The c.281C>T variant in the HNF1 homeobox A gene, HNF1A, causes an amino acid change of proline to leucine at codon 94 (p.(Pro94Leu)) of NM_000545.8. This variant is absent from gnomAD v.2.1.1 (PM2_supporting). Additionally, this variant is predicted to be deleterious by computational evidence, with a REVEL score of 0.84, which is greater than the MDEP threshold of 0.70 (PP3). Furthermore, this variant was identified in one individual with a clinical history highly specific for HNF1A-MODY (MODY probability calculator result >50%, negative genetic testing for HNF4A, response to sulfonylurea, antibody negative and persistent C-peptide) (PP4_Moderate; internal lab contributors). This variant segregated with diabetes with two informative meioses in a single family; however, this does not meet the thresholds for PP1 set by the ClinGen MDEP (PMID: 27236918, internal lab contributors). In summary, this variant meets the criteria to be classified as a variant of uncertain significance for monogenic diabetes.

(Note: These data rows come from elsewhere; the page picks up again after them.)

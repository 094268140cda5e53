//! # MOS 6502 Core
//!
//! The fetch/decode/execute engine of an 8-bit 6502-class microprocessor.
//!
//! A caller builds a [`Cpu`], writes a program into its memory, and runs it
//! for a cycle budget with [`Cpu::execute`]. Opcodes use a simplified
//! encoding: the high three bits name the operation and the low five bits
//! name the addressing mode, see [`encode`].

pub mod cpu;
pub mod disasm;

// Re-export commonly used types
pub use cpu::{decode, encode, AddressingMode, Cpu, CpuError, Flag, Instruction, Memory, Registers, Status};
pub use disasm::{disassemble, disassemble_at};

ACMG/AMP criteria applied, as specified by the ClinGen MDEP (specification version 1.1, approved 9/30/2021): PM2_supporting, PP3, PP4_Moderate.

Met criteria codes

• PM2_Supporting: This variant is absent from gnomAD v.2.1.1 (PM2_supporting).
• PP4_Moderate: Tthis variant was identified in one individual with a clinical history suggestive of HNF1A-MODY (MODY probability calculator result >50%, negative genetic testing for HNF4A, response to sulfonylurea, antibody negative and persistent C-peptide) (PP4_Moderate; [internal lab contributors]).
• PP3: This variant is predicted to be deleterious by computational evidence, with a REVEL score of 0.84, which is greater than the MDEP threshold of 0.70 (PP3).

Not Met criteria codes

• PS4: No code specific comments provided, please refer to the summary above or general recommendations provided in the guideline
• PP1: Segregated with diabetes with two informative meioses in a single family; however, this does not meet the thresholds for PP1 set by the ClinGen MDEP (PMID: 27236918, internal lab contributors).